Debido la expansión por presión de un catéter de balón intracoronario durante la angioplastia, se dañan las células de músculos lisos en el interior de la pared arterial. Los factores de crecimiento derivados de las células, tales como el factor de crecimiento derivado de las plaquetas (PDGF), el factor de crecimiento fibroblástico básico (bFGF), el factor de crecimiento epidérmico (EGF), etc., liberados por las plaquetas (es decir, PDGF) adheridas a la superficie luminal arterial dañada, los macrófagos invasores y/o leucocitos, o directamente desde las SMC (es decir, BFGF), provocan una proliferación y respuesta migratoria en las SMC mediales. Estas células sufren un cambio fenotípico desde el fenotipo contráctil a un fenotipo “sintético” que se caracteriza por solamente unos pocos haces de filamento contráctil, pero un retículo endoplásmico rugoso extenso, Golgi y ribosomas libres. La proliferación / migración se inicia normalmente 1-2 días después del daño y alcanza un pico a los 2 días de media, declinando a continuación rápidamente (Campbell et al., In: Vascular Smooth Muscle Cells in Culture, Campbell, J.H. y Campbell, G.R., Eds, CRC Press, Boca Ration, 1987, pág. 39-55); Clowes, A.W. y Schwartz, S.M., Circ.
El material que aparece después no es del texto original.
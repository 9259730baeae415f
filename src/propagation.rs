//! Forward winner propagation and backward cascade invalidation.
//!
//! Every public call is idempotent: re-applying the same arguments rewrites
//! the same rows and stops cascading as soon as nothing downstream changes.
//! Callers must serialize calls per user (see `service::BracketService`).

use tracing::{debug, warn};

use crate::bracket::{BracketGraph, DerivationSource, GROUP_LETTERS, NodeId, Slot};
use crate::collaborators::{Collaborators, EliminationTracker, MatchResults, PredictionStore};
use crate::error::{BracketError, BracketResult};
use crate::prediction::{Prediction, PredictionStatus, UserId, normalize_team};
use crate::reachability::ReachabilityChecker;

pub struct PropagationEngine<'a> {
    graph: &'a BracketGraph,
    store: &'a dyn PredictionStore,
    results: &'a dyn MatchResults,
    eliminations: &'a dyn EliminationTracker,
}

impl<'a> PropagationEngine<'a> {
    pub fn new(graph: &'a BracketGraph, collab: &'a Collaborators) -> Self {
        Self {
            graph,
            store: collab.predictions.as_ref(),
            results: collab.results.as_ref(),
            eliminations: collab.eliminations.as_ref(),
        }
    }

    pub fn load(&self, user: UserId, node: NodeId) -> BracketResult<Option<Prediction>> {
        Ok(self.store.load(user, node)?)
    }

    /// Records `team` as the user's winner at `node` (or clears it) and pushes
    /// it into the fixture it feeds.
    pub fn set_winner(
        &self,
        user: UserId,
        node: NodeId,
        team: Option<&str>,
        enforce: bool,
    ) -> BracketResult<()> {
        self.require_node(node)?;
        let team = normalize_team(team);
        if let Some(team) = team.as_deref() {
            match self.store.load(user, node)? {
                Some(p) if p.slot_of(team).is_none() => {
                    return Err(BracketError::invalid(format!(
                        "{team} is not playing in {node} for user {user}"
                    )));
                }
                None => {
                    warn!(user, %node, "no prediction row; ignoring winner pick");
                    return Ok(());
                }
                Some(_) => {}
            }
        }
        self.apply_winner(user, node, team, enforce)
    }

    /// Writes one slot of `node` and clears the winner if it no longer plays
    /// there.
    pub fn set_slot(
        &self,
        user: UserId,
        node: NodeId,
        slot: Slot,
        team: Option<&str>,
        enforce: bool,
    ) -> BracketResult<()> {
        self.require_node(node)?;
        self.apply_slot(user, node, slot, normalize_team(team), enforce)
    }

    fn apply_winner(
        &self,
        user: UserId,
        node: NodeId,
        team: Option<String>,
        enforce: bool,
    ) -> BracketResult<()> {
        let Some(mut prediction) = self.store.load(user, node)? else {
            warn!(user, %node, "no prediction row; nothing to update");
            return Ok(());
        };

        prediction.winner = team.clone();
        self.refresh(&mut prediction, enforce)?;
        self.store.save(&prediction)?;
        debug!(user, %node, winner = ?team, status = %prediction.status, "winner set");

        if let Some((next, next_slot)) = self.graph.next(node) {
            self.apply_slot(user, next, next_slot, team, enforce)?;
        }
        if let Some((loser_node, loser_slot)) = self.graph.loser_next(node) {
            let loser = prediction.predicted_loser().map(str::to_string);
            self.apply_slot(user, loser_node, loser_slot, loser, enforce)?;
        }
        Ok(())
    }

    fn apply_slot(
        &self,
        user: UserId,
        node: NodeId,
        slot: Slot,
        team: Option<String>,
        enforce: bool,
    ) -> BracketResult<()> {
        let mut prediction = match self.store.load(user, node)? {
            Some(p) => p,
            None if team.is_none() => return Ok(()),
            None => {
                debug!(user, %node, "creating prediction row on first propagation");
                Prediction::new(user, node)
            }
        };

        prediction.set_slot_team(slot, team);
        self.refresh(&mut prediction, enforce)?;
        self.store.save(&prediction)?;

        let Some(winner) = prediction.winner.as_deref() else {
            return Ok(());
        };
        if prediction.slot_of(winner).is_none() {
            debug!(user, %node, winner, "winner no longer in either slot; clearing");
            return self.apply_winner(user, node, None, enforce);
        }
        // A new opponent changes who drops into the loser's fixture.
        if let Some((loser_node, loser_slot)) = self.graph.loser_next(node) {
            let loser = prediction.predicted_loser().map(str::to_string);
            self.apply_slot(user, loser_node, loser_slot, loser, enforce)?;
        }
        Ok(())
    }

    /// Recomputes slot validity and, unless the row is already reconciled,
    /// its pre-result status.
    pub fn refresh(&self, prediction: &mut Prediction, enforce: bool) -> BracketResult<()> {
        let checker = ReachabilityChecker::new(self.graph, self.results);
        for slot in Slot::BOTH {
            let valid = match prediction.slot_team(slot) {
                None => false,
                Some(team) => {
                    !self.eliminations.is_eliminated(team)?
                        && !checker.lost_before(prediction.node, team)?
                        && (!enforce || checker.can_occupy(prediction.node, team)?)
                }
            };
            prediction.set_slot_valid(slot, valid);
        }
        if !prediction.status.is_post_result() {
            prediction.status = self.resolve_status(prediction, enforce)?;
        }
        Ok(())
    }

    pub fn resolve_status(
        &self,
        prediction: &Prediction,
        enforce: bool,
    ) -> BracketResult<PredictionStatus> {
        let Some(winner) = prediction.winner.as_deref() else {
            return Ok(PredictionStatus::Invalid);
        };
        if self.eliminations.is_eliminated(winner)? {
            return Ok(PredictionStatus::Invalid);
        }
        // Semi-final losers are not eliminated but cannot reach the final.
        let checker = ReachabilityChecker::new(self.graph, self.results);
        if checker.lost_before(prediction.node, winner)? {
            return Ok(PredictionStatus::Invalid);
        }
        if enforce && !checker.can_occupy(prediction.node, winner)? {
            return Ok(PredictionStatus::Unreachable);
        }
        Ok(PredictionStatus::Valid)
    }

    /// Re-runs status resolution over every row of a user, e.g. after the
    /// stage gate flips.
    pub fn refresh_user(&self, user: UserId, enforce: bool) -> BracketResult<usize> {
        let mut changed = 0usize;
        for mut prediction in self.store.load_user(user)? {
            let before = prediction.clone();
            self.refresh(&mut prediction, enforce)?;
            if prediction != before {
                self.store.save(&prediction)?;
                changed += 1;
            }
        }
        Ok(changed)
    }

    /// Pushes a changed group placing into every round-of-32 slot it feeds.
    /// A new third-placed team also replaces `old` wherever it currently sits
    /// in a third-place slot.
    pub fn on_group_place_changed(
        &self,
        user: UserId,
        group: char,
        position: u8,
        old: Option<&str>,
        new: Option<&str>,
        enforce: bool,
    ) -> BracketResult<Vec<(NodeId, Slot)>> {
        let group = group.to_ascii_uppercase();
        if !GROUP_LETTERS.contains(&group) || !(1..=4).contains(&position) {
            return Err(BracketError::invalid(format!(
                "no group placing {position}{group}"
            )));
        }
        let old = normalize_team(old);
        let new = normalize_team(new);

        let mut touched = self.graph.group_position_slots(group, position);
        if position == 3
            && let Some(old) = old.as_deref()
        {
            for (node, slot, _) in self.graph.third_place_slots() {
                let current = self.store.load(user, node)?;
                if current.as_ref().and_then(|p| p.slot_team(slot)) == Some(old) {
                    touched.push((node, slot));
                }
            }
        }

        for (node, slot) in &touched {
            self.apply_slot(user, *node, *slot, new.clone(), enforce)?;
        }
        Ok(touched)
    }

    /// Creates missing rows for every fixture and fills round-of-32 group
    /// slots from `place`. Existing rows are left untouched.
    pub fn seed_user(
        &self,
        user: UserId,
        place: impl Fn(char, u8) -> BracketResult<Option<String>>,
        enforce: bool,
    ) -> BracketResult<usize> {
        let mut created = 0usize;
        for node in self.graph.nodes() {
            if self.store.load(user, node.id)?.is_some() {
                continue;
            }
            let mut prediction = Prediction::new(user, node.id);
            self.refresh(&mut prediction, enforce)?;
            self.store.save(&prediction)?;
            created += 1;

            for slot in Slot::BOTH {
                if let DerivationSource::GroupPosition { group, position } = node.source(slot) {
                    let team = place(*group, *position)?;
                    self.apply_slot(user, node.id, slot, team, enforce)?;
                }
            }
        }
        Ok(created)
    }

    fn require_node(&self, node: NodeId) -> BracketResult<()> {
        if self.graph.contains(node) {
            Ok(())
        } else {
            Err(BracketError::invalid(format!("unknown fixture {node}")))
        }
    }
}

#[cfg(test)]
mod tests {
    use super::*;
    use crate::memory::MemoryBackend;

    fn setup() -> (BracketGraph, MemoryBackend, Collaborators) {
        let graph = BracketGraph::world_cup_2026().unwrap();
        let backend = MemoryBackend::new();
        let collab = backend.collaborators();
        (graph, backend, collab)
    }

    fn seed_pair(engine: &PropagationEngine<'_>, user: UserId, node: NodeId, a: &str, b: &str) {
        engine.store.save(&Prediction::new(user, node)).unwrap();
        engine.set_slot(user, node, Slot::One, Some(a), false).unwrap();
        engine.set_slot(user, node, Slot::Two, Some(b), false).unwrap();
    }

    #[test]
    fn winner_outside_slots_is_rejected_without_writing() {
        let (graph, _backend, collab) = setup();
        let engine = PropagationEngine::new(&graph, &collab);
        seed_pair(&engine, 1, NodeId(73), "NED", "JPN");
        let before = engine.load(1, NodeId(73)).unwrap();

        let err = engine.set_winner(1, NodeId(73), Some("USA"), false).unwrap_err();
        assert!(matches!(err, BracketError::InvalidInput(_)));
        assert_eq!(engine.load(1, NodeId(73)).unwrap(), before);
        assert!(engine.load(1, NodeId(90)).unwrap().is_none());
    }

    #[test]
    fn winner_creates_downstream_row_lazily() {
        let (graph, _backend, collab) = setup();
        let engine = PropagationEngine::new(&graph, &collab);
        seed_pair(&engine, 1, NodeId(73), "NED", "JPN");

        engine.set_winner(1, NodeId(73), Some("JPN"), false).unwrap();
        let next = engine.load(1, NodeId(90)).unwrap().expect("row created");
        assert_eq!(next.slot1.as_deref(), Some("JPN"));
        assert!(next.slot1_valid);
        assert_eq!(next.status, PredictionStatus::Invalid);
        assert_eq!(
            engine.load(1, NodeId(73)).unwrap().unwrap().status,
            PredictionStatus::Valid
        );
    }

    #[test]
    fn eliminated_winner_resolves_invalid() {
        let (graph, backend, collab) = setup();
        let engine = PropagationEngine::new(&graph, &collab);
        seed_pair(&engine, 1, NodeId(73), "NED", "JPN");
        backend.eliminations.set_eliminated("JPN", true).unwrap();

        engine.set_winner(1, NodeId(73), Some("JPN"), false).unwrap();
        let p = engine.load(1, NodeId(73)).unwrap().unwrap();
        assert_eq!(p.status, PredictionStatus::Invalid);
        assert!(!p.slot2_valid);
        assert!(p.slot1_valid);
    }

    #[test]
    fn sentinel_winner_clears_the_pick() {
        let (graph, _backend, collab) = setup();
        let engine = PropagationEngine::new(&graph, &collab);
        seed_pair(&engine, 1, NodeId(73), "NED", "JPN");
        engine.set_winner(1, NodeId(73), Some("NED"), false).unwrap();
        engine.set_winner(1, NodeId(73), Some("None"), false).unwrap();

        let p = engine.load(1, NodeId(73)).unwrap().unwrap();
        assert_eq!(p.winner, None);
        assert_eq!(p.status, PredictionStatus::Invalid);
        assert_eq!(engine.load(1, NodeId(90)).unwrap().unwrap().slot1, None);
    }

    #[test]
    fn semi_final_loser_drops_into_third_place_match() {
        let (graph, _backend, collab) = setup();
        let engine = PropagationEngine::new(&graph, &collab);
        seed_pair(&engine, 4, NodeId(101), "ARG", "FRA");

        engine.set_winner(4, NodeId(101), Some("ARG"), false).unwrap();
        let third = engine.load(4, NodeId(103)).unwrap().unwrap();
        assert_eq!(third.slot1.as_deref(), Some("FRA"));

        engine.set_slot(4, NodeId(101), Slot::Two, Some("CRO"), false).unwrap();
        let third = engine.load(4, NodeId(103)).unwrap().unwrap();
        assert_eq!(third.slot1.as_deref(), Some("CRO"));

        engine.set_winner(4, NodeId(101), None, false).unwrap();
        let third = engine.load(4, NodeId(103)).unwrap().unwrap();
        assert_eq!(third.slot1, None);
    }
}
Res. 56; 139 –145, 1985)
Finalmente, las células sintéticas hijas migran a la capa íntima del músculo liso arterial y continúan su proliferación. La proliferación y la migración continúan hasta que la capa endotelial luminal dañada se regenera y en dicho momento cesa la proliferación de la íntima, normalmente 7-14 días después del daño. El incremento remanente en el engrosamiento íntimo que se produce en los siguientes 3-6 meses es debido a un incremento en la matriz extracelular, en lugar de serlo por el número de células. Por lo tanto, la migración SMC y la proliferación es una respuesta aguda a un daño de un vaso mientras que la hiperplasia íntima es una respuesta más crónica.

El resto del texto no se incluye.